It only has a very small white led to indicate power is being feed.

And it got ridiculous that JayTwoCents from youtube fixed a PC and the problem was RGB SSD lol, with the leds ON the SSD was overheating and would lock everything up and the temps go from normal 20 something cº to above 60º right away after turning the RGB leds, according to him they put over 70 powerful leds inside such tiny space loool, the whole case had RGB everywhere and he still said there was more leds on the SSD alone than on the entire PC build including case lighting and RGB fans LOL.


----------



## Deleted User (May 5, 2019)

FAST6191 said:


> Relevant at this point



if it's not hands free i will blow a load


----------



## The Real Jdbye (May 5, 2019)

Condemned87 said:


> Why is razor thinking that a Toaster for a gamer needs leds? I hate "gamer-Things" with leds so much. Its like leds on gpus... Its damn ugly.

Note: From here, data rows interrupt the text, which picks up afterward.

use crate::error::{AppError, AppResult};
use crate::models::{Transaction, TransactionCreate};
use crate::repositories::{ItemRepositoryTrait, TransactionRepositoryTrait};
use std::cmp::Reverse;
use std::sync::Arc;
use tracing::{debug, info};
use uuid::Uuid;

/// Ledger entries and the per-user activity feed
pub struct TransactionService {
    item_repo: Arc<dyn ItemRepositoryTrait>,
    transaction_repo: Arc<dyn TransactionRepositoryTrait>,
}

impl TransactionService {
    pub fn new(
        item_repo: Arc<dyn ItemRepositoryTrait>,
        transaction_repo: Arc<dyn TransactionRepositoryTrait>,
    ) -> Self {
        Self {
            item_repo,
            transaction_repo,
        }
    }

    pub async fn create_transaction(&self, req: TransactionCreate) -> AppResult<Transaction> {
        req.validate().map_err(AppError::Validation)?;

        let transaction = self.transaction_repo.create(&Transaction::new(req)).await?;
        info!(
            "Recorded {} transaction {} for user {}",
            transaction.transaction_type.as_str(),
            transaction.transaction_id,
            transaction.user_id
        );
        Ok(transaction)
    }

    pub async fn get_transaction(&self, transaction_id: &str) -> AppResult<Transaction> {
        self.transaction_repo
            .find_by_id(transaction_id)
            .await?
            .ok_or_else(|| AppError::NotFound("Transaction not found".to_string()))
    }

    /// Activity feed for a user, newest first.
    ///
    /// Every item the user owns shows up as a `deposit-<item_id>` entry
    /// next to the persisted transactions. Entries without a timestamp
    /// sort last; ties keep deposits ahead of persisted entries.
    pub async fn transaction_feed(&self, user_id: Uuid) -> AppResult<Vec<Transaction>> {
        let (items, persisted) = futures::try_join!(
            self.item_repo.find_by_owner(user_id),
            self.transaction_repo.find_by_user(user_id),
        )?;

        debug!(
            "Building feed for {}: {} deposits, {} transactions",
            user_id,
            items.len(),
            persisted.len()
        );

        let mut feed: Vec<Transaction> = items
            .iter()
            .map(Transaction::deposit_from_item)
            .chain(persisted)
            .collect();

        // Option orders None first, so reversing puts untimestamped entries last
        feed.sort_by_key(|t| Reverse(t.created_at));
        Ok(feed)
    }
}
use crate::error::{AppError, AppResult};
use crate::models::User;
use sha2::{Digest, Sha256};

const INVALID_CREDENTIALS: &str = "Invalid credentials";

/// Compare two strings without short-circuiting on the first differing byte.
///
/// Both sides are hashed first so the comparison length does not depend
/// on the input.
pub fn constant_time_eq(a: &str, b: &str) -> bool {
    let a = Sha256::digest(a.as_bytes());
    let b = Sha256::digest(b.as_bytes());
    a.iter().zip(b.iter()).fold(0u8, |acc, (x, y)| acc | (x ^ y)) == 0
}

/// Verify a login attempt against the stored user record
///
/// # Arguments
/// * `user` - Result of the username lookup, `None` if no such user
/// * `pin_hash` - Hash presented by the client
///
/// # Returns
/// * `Ok(User)` if the stored hash matches exactly
/// * `Err(AppError::Unauthorized)` for an unknown user or a mismatch, with
///   the same message in both cases
pub fn verify_credentials(user: Option<User>, pin_hash: &str) -> AppResult<User> {
    match user {
        Some(user) if constant_time_eq(&user.pin_hash, pin_hash) => Ok(user),
        _ => Err(AppError::Unauthorized(INVALID_CREDENTIALS.to_string())),
    }
}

What makes it Razer if not the LEDs? They put LEDs on every single one of their products.


----------



## Zonark (May 5, 2019)

And just like that... Razer started making home appliances just like the Razer RXT Blender your using now Billy and why I own the entire Razer Kitchen line.


----------



## Enkuler (May 5, 2019)

Condemned87 said:


> Why is razor thinking that a Toaster for a gamer needs leds? I hate "gamer-Things" with leds so much. Its like leds on gpus... Its damn ugly.


But that's actually part of the joke. All these "gamer" items with a fugly angular look and RGB LEDs everywhere and a black-and-red design (black-and-green for Razer) but no actual gaming-related feature*, that's what this "gamer toaster" is making fun of, so of course it has to have these pointless LEDs. It's meta marketing bullshit to make fun of marketing bullshit (which is still marketing bullshit so as DinohScene said, that remains a waste of money, but at least this time it's funny).

*and of course there are those other items that actually have gaming features but still try to win the contest of the item with the most pointless LEDs everywhere.


----------



## guily6669 (May 5, 2019)

I actually don't like Razer products... the only thing I like from them was their special edition of star wars keyboard with the oled keys or their smallest old laptop that they made where all keyboard keys each were a oled screen, but I wouldnt get any of them since they are too expensive for me...

I don't think I will ever upgrade my cool old Saitek Cyborg Keyboard either.

I have this keyboard:



>



It also doesn't have any annoying lights, I always use it with backlight off and the only light on is on the touch panel above the "lamp disabled symbol" in green color but dim and small. And when I activate the backlight which is rarely is only the whole keyboard in retro amber color at min brightness and I never activate the gaming mode as it light up more lights above on the touch panel and the activates the side extra macro keys lights, it also disables windows key and activate the different color areas, never used it...

And the one I have is German layout since they didnt make a PT version of it, had to swap 2 keys and most of the symbols if not all dont also match since in windows I still use PT layout on a German layout keyboard, but couldnt careless .


----------



## Silent_Gunner (May 5, 2019)

Forget gaming toasters! I want gaming forks, spoons, knives, refrigerators, air conditioners, heaters, electrical boxes, printers, plates, TV stands, dressers, shelving units...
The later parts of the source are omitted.